### Problem statement
Check each line of the material that follows, and copy those holding the string "filename".

### Given records

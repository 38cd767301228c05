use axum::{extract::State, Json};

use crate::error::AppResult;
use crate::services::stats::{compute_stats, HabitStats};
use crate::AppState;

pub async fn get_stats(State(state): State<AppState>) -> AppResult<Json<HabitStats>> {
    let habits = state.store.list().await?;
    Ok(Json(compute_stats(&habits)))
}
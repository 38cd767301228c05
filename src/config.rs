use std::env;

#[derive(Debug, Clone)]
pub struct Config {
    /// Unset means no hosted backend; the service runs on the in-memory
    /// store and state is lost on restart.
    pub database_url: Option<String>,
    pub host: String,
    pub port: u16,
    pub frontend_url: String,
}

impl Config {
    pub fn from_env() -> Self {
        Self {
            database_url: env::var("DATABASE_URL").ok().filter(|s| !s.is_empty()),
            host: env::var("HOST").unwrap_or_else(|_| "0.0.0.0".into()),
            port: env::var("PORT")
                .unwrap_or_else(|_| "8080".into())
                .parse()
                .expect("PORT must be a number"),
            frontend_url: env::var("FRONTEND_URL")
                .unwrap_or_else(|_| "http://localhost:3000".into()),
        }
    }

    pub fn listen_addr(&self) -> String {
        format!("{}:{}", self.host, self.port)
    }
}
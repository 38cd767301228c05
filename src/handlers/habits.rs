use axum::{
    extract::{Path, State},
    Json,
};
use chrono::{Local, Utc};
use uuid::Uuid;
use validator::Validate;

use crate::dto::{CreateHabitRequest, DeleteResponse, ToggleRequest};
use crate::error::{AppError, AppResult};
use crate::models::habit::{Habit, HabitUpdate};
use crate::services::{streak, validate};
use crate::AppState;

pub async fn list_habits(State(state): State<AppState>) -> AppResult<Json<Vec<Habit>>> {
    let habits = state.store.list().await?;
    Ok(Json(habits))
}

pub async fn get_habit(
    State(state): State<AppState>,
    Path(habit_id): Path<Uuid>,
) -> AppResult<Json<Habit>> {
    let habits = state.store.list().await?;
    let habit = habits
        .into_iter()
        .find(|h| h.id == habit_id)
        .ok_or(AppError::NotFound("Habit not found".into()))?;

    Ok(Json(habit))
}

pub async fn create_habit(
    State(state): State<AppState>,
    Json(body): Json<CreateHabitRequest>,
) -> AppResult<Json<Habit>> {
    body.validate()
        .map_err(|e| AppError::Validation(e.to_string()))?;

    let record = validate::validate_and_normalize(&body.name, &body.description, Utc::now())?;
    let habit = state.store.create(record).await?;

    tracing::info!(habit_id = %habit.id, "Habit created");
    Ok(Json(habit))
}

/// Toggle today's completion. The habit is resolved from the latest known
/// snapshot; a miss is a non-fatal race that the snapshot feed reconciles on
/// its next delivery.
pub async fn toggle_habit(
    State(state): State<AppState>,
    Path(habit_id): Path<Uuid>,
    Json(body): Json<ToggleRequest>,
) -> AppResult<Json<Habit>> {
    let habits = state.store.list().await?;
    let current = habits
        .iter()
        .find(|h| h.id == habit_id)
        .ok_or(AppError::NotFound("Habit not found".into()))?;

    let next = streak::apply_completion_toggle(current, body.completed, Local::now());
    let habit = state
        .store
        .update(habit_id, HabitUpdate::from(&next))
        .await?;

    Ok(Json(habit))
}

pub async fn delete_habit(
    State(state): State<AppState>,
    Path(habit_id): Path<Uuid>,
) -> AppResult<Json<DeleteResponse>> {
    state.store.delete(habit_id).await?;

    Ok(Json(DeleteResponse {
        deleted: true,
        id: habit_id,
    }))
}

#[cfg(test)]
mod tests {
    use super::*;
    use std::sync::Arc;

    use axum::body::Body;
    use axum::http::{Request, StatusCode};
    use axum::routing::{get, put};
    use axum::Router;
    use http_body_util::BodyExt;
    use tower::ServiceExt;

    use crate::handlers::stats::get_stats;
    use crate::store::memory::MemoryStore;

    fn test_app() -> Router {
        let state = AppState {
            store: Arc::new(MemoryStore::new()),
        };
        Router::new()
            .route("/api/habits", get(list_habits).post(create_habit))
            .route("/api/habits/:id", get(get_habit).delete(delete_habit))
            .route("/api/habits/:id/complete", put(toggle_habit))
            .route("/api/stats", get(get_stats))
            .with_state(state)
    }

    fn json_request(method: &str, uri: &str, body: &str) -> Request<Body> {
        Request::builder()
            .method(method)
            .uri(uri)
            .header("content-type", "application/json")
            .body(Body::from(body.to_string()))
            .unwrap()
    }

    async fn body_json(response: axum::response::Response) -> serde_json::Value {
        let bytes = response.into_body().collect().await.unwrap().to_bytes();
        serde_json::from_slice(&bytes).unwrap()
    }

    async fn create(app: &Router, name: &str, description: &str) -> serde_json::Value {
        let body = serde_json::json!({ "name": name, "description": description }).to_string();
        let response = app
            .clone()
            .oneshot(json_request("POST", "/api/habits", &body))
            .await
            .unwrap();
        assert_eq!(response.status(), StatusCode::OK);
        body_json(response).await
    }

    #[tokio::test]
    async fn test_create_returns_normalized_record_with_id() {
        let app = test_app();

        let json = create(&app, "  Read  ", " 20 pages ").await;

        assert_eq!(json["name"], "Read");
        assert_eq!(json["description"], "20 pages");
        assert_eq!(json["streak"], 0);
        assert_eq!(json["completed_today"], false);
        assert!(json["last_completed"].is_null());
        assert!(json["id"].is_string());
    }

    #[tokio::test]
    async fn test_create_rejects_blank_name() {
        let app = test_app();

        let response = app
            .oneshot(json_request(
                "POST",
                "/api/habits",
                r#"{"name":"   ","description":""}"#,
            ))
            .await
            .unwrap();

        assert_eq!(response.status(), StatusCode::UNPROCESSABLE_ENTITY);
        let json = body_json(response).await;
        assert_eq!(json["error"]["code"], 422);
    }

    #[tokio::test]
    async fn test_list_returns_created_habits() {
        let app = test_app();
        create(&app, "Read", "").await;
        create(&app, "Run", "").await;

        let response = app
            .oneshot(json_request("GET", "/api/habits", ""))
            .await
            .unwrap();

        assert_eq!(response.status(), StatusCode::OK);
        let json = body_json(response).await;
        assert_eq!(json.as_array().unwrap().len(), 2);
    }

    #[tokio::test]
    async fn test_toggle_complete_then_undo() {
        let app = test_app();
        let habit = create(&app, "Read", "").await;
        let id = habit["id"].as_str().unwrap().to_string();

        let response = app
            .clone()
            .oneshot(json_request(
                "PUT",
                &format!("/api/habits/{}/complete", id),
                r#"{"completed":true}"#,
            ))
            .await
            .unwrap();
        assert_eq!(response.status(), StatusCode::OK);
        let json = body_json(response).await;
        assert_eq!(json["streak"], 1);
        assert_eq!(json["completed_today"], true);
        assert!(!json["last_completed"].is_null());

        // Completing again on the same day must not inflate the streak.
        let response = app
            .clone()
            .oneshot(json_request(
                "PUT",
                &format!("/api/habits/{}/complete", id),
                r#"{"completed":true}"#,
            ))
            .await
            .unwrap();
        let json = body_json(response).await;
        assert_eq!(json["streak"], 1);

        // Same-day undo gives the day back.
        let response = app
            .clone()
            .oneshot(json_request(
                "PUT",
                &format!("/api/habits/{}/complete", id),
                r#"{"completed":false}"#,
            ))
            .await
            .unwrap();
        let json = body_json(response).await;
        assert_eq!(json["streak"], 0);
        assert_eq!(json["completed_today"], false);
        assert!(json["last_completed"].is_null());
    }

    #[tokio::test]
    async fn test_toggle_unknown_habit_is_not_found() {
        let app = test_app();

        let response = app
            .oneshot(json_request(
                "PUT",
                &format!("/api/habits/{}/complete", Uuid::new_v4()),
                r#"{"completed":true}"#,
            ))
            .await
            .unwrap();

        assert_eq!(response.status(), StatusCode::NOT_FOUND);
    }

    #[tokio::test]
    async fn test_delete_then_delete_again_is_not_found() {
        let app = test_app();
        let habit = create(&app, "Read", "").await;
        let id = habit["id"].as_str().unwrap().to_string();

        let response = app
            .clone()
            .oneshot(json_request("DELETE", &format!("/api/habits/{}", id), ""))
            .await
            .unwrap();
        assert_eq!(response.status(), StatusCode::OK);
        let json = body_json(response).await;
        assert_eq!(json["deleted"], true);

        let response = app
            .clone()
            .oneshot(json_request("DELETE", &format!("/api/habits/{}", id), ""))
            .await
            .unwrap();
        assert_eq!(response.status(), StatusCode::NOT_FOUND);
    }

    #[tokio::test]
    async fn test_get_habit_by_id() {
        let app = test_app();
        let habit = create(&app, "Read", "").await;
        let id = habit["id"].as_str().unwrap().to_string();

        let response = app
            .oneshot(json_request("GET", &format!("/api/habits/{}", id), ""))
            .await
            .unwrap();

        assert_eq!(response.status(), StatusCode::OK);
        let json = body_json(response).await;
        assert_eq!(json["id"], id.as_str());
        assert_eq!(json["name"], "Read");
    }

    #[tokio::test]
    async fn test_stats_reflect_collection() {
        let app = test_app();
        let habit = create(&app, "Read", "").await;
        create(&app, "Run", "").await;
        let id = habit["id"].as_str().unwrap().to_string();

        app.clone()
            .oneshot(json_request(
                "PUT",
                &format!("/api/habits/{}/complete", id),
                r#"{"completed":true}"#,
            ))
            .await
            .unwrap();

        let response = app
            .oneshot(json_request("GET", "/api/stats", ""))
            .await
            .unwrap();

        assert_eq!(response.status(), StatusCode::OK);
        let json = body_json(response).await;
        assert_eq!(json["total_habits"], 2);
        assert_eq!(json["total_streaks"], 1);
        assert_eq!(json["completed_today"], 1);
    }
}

### Output of the task
filename src/config.rs
filename src/handlers/habits.rs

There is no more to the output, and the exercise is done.